Work instructions
Output the data in full. Keep every entry exactly as written.
========
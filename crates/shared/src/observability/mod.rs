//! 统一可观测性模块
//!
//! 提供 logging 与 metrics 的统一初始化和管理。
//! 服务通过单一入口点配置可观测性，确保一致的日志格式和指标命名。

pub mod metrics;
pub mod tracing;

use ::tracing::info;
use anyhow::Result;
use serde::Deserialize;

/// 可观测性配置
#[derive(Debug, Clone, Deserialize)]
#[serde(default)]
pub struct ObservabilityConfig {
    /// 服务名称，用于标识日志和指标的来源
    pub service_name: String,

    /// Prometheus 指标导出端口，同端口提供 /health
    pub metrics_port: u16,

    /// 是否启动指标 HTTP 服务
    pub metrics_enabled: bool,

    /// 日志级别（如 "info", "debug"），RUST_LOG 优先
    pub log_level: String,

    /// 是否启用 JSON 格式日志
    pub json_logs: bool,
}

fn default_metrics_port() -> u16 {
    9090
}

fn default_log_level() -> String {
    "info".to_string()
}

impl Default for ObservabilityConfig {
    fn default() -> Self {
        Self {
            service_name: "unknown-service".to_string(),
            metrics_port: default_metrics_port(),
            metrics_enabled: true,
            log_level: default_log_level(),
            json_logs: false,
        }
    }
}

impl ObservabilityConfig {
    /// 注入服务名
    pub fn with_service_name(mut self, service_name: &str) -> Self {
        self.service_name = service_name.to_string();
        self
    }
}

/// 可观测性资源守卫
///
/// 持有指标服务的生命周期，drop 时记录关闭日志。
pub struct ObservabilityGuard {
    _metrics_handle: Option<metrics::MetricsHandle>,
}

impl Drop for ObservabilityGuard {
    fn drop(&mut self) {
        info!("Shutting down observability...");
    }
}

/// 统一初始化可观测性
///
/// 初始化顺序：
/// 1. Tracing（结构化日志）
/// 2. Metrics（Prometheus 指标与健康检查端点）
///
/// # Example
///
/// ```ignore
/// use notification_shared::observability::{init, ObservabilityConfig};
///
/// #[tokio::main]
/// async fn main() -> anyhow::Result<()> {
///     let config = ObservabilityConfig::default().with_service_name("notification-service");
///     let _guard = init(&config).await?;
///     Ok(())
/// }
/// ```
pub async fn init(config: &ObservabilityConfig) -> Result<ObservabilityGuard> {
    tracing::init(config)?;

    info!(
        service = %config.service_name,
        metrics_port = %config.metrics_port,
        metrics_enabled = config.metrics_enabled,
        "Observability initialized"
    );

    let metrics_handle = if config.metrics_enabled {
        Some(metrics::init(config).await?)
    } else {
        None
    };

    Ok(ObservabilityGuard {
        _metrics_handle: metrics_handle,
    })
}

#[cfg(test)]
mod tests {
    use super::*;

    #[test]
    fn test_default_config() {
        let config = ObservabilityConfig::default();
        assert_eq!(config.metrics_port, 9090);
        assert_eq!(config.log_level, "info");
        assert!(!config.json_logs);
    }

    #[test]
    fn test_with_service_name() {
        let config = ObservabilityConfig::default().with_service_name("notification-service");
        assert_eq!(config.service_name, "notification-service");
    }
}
========
Exercise solution
filename crates/shared/src/observability/mod.rs
//! 统一可观测性模块
//!
//! 提供 logging 与 metrics 的统一初始化和管理。
//! 服务通过单一入口点配置可观测性，确保一致的日志格式和指标命名。

pub mod metrics;
pub mod tracing;

use ::tracing::info;
use anyhow::Result;
use serde::Deserialize;

/// 可观测性配置
#[derive(Debug, Clone, Deserialize)]
#[serde(default)]
pub struct ObservabilityConfig {
    /// 服务名称，用于标识日志和指标的来源
    pub service_name: String,

    /// Prometheus 指标导出端口，同端口提供 /health
    pub metrics_port: u16,

    /// 是否启动指标 HTTP 服务
    pub metrics_enabled: bool,

    /// 日志级别（如 "info", "debug"），RUST_LOG 优先
    pub log_level: String,

    /// 是否启用 JSON 格式日志
    pub json_logs: bool,
}

fn default_metrics_port() -> u16 {
    9090
}

fn default_log_level() -> String {
    "info".to_string()
}

impl Default for ObservabilityConfig {
    fn default() -> Self {
        Self {
            service_name: "unknown-service".to_string(),
            metrics_port: default_metrics_port(),
            metrics_enabled: true,
            log_level: default_log_level(),
            json_logs: false,
        }
    }
}

impl ObservabilityConfig {
    /// 注入服务名
    pub fn with_service_name(mut self, service_name: &str) -> Self {
        self.service_name = service_name.to_string();
        self
    }
}

/// 可观测性资源守卫
///
/// 持有指标服务的生命周期，drop 时记录关闭日志。
pub struct ObservabilityGuard {
    _metrics_handle: Option<metrics::MetricsHandle>,
}

impl Drop for ObservabilityGuard {
    fn drop(&mut self) {
        info!("Shutting down observability...");
    }
}

/// 统一初始化可观测性
///
/// 初始化顺序：
/// 1. Tracing（结构化日志）
/// 2. Metrics（Prometheus 指标与健康检查端点）
///
/// # Example
///
/// ```ignore
/// use notification_shared::observability::{init, ObservabilityConfig};
///
/// #[tokio::main]
/// async fn main() -> anyhow::Result<()> {
///     let config = ObservabilityConfig::default().with_service_name("notification-service");
///     let _guard = init(&config).await?;
///     Ok(())
/// }
/// ```
pub async fn init(config: &ObservabilityConfig) -> Result<ObservabilityGuard> {
    tracing::init(config)?;

    info!(
        service = %config.service_name,
        metrics_port = %config.metrics_port,
        metrics_enabled = config.metrics_enabled,
        "Observability initialized"
    );

    let metrics_handle = if config.metrics_enabled {
        Some(metrics::init(config).await?)
    } else {
        None
    };

    Ok(ObservabilityGuard {
        _metrics_handle: metrics_handle,
    })
}

#[cfg(test)]
mod tests {
    use super::*;

    #[test]
    fn test_default_config() {
        let config = ObservabilityConfig::default();
        assert_eq!(config.metrics_port, 9090);
        assert_eq!(config.log_level, "info");
        assert!(!config.json_logs);
    }

    #[test]
    fn test_with_service_name() {
        let config = ObservabilityConfig::default().with_service_name("notification-service");
        assert_eq!(config.service_name, "notification-service");
    }
}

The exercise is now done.